THE RECORDS Start Marker

//! Read-only preview handlers

use anyhow::Result;
use async_nats::{Client, Subscriber};
use futures::StreamExt;
use sqlx::PgPool;
use tracing::{debug, error, info, warn};
use uuid::Uuid;

use super::error_reply;
use crate::services::preview;
use crate::types::{
    CalculateRouteRequest, ErrorResponse, ListUnallocatedRequest, PlanRouteRequest, Request,
    SuccessResponse,
};

/// Handle order.unallocated messages
pub async fn handle_unallocated(
    client: Client,
    mut subscriber: Subscriber,
    pool: PgPool,
) -> Result<()> {
    while let Some(msg) = subscriber.next().await {
        debug!("Received order.unallocated message");

        let reply = match msg.reply {
            Some(ref reply) => reply.clone(),
            None => {
                warn!("Message without reply subject");
                continue;
            }
        };

        let request: Request<ListUnallocatedRequest> = match serde_json::from_slice(&msg.payload) {
            Ok(req) => req,
            Err(e) => {
                error!("Failed to parse request: {}", e);
                let error = ErrorResponse::new(Uuid::nil(), "INVALID_REQUEST", e.to_string());
                let _ = client.publish(reply, serde_json::to_vec(&error)?.into()).await;
                continue;
            }
        };

        match preview::list_unallocated(&pool, request.payload.date).await {
            Ok(list) => {
                let response = SuccessResponse::new(request.id, list);
                let _ = client.publish(reply, serde_json::to_vec(&response)?.into()).await;
            }
            Err(e) => {
                let error = error_reply(request.id, "list unallocated orders", &e);
                let _ = client.publish(reply, serde_json::to_vec(&error)?.into()).await;
            }
        }
    }

    Ok(())
}

/// Handle route.plan messages
pub async fn handle_plan(
    client: Client,
    mut subscriber: Subscriber,
    pool: PgPool,
) -> Result<()> {
    while let Some(msg) = subscriber.next().await {
        debug!("Received route.plan message");

        let reply = match msg.reply {
            Some(ref reply) => reply.clone(),
            None => {
                warn!("Message without reply subject");
                continue;
            }
        };

        let request: Request<PlanRouteRequest> = match serde_json::from_slice(&msg.payload) {
            Ok(req) => req,
            Err(e) => {
                error!("Failed to parse request: {}", e);
                let error = ErrorResponse::new(Uuid::nil(), "INVALID_REQUEST", e.to_string());
                let _ = client.publish(reply, serde_json::to_vec(&error)?.into()).await;
                continue;
            }
        };

        match preview::plan_route(&pool, request.payload.date).await {
            Ok(plan) => {
                info!(
                    "Route plan for {}: {} stops, {:.1} km",
                    plan.date,
                    plan.stops.len(),
                    plan.total_route_km
                );
                let response = SuccessResponse::new(request.id, plan);
                let _ = client.publish(reply, serde_json::to_vec(&response)?.into()).await;
            }
            Err(e) => {
                let error = error_reply(request.id, "plan route", &e);
                let _ = client.publish(reply, serde_json::to_vec(&error)?.into()).await;
            }
        }
    }

    Ok(())
}

/// Handle route.calculate messages
pub async fn handle_calculate(
    client: Client,
    mut subscriber: Subscriber,
    pool: PgPool,
) -> Result<()> {
    while let Some(msg) = subscriber.next().await {
        debug!("Received route.calculate message");

        let reply = match msg.reply {
            Some(ref reply) => reply.clone(),
            None => {
                warn!("Message without reply subject");
                continue;
            }
        };

        let request: Request<CalculateRouteRequest> = match serde_json::from_slice(&msg.payload) {
            Ok(req) => req,
            Err(e) => {
                error!("Failed to parse request: {}", e);
                let error = ErrorResponse::new(Uuid::nil(), "INVALID_REQUEST", e.to_string());
                let _ = client.publish(reply, serde_json::to_vec(&error)?.into()).await;
                continue;
            }
        };

        match preview::calculate_route(&pool, &request.payload.order_ids).await {
            Ok(costs) => {
                let response = SuccessResponse::new(request.id, costs);
                let _ = client.publish(reply, serde_json::to_vec(&response)?.into()).await;
            }
            Err(e) => {
                let error = error_reply(request.id, "calculate route", &e);
                let _ = client.publish(reply, serde_json::to_vec(&error)?.into()).await;
            }
        }
    }

    Ok(())
}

THE RECORDS End Marker

_WORK INSTRUCTIONS_: What lines of the data include the word "preview"? Copy each of them.

_RESPONSE BOX_:
//! Read-only preview handlers
use crate::services::preview;
        match preview::list_unallocated(&pool, request.payload.date).await {
        match preview::plan_route(&pool, request.payload.date).await {
        match preview::calculate_route(&pool, &request.payload.order_ids).await {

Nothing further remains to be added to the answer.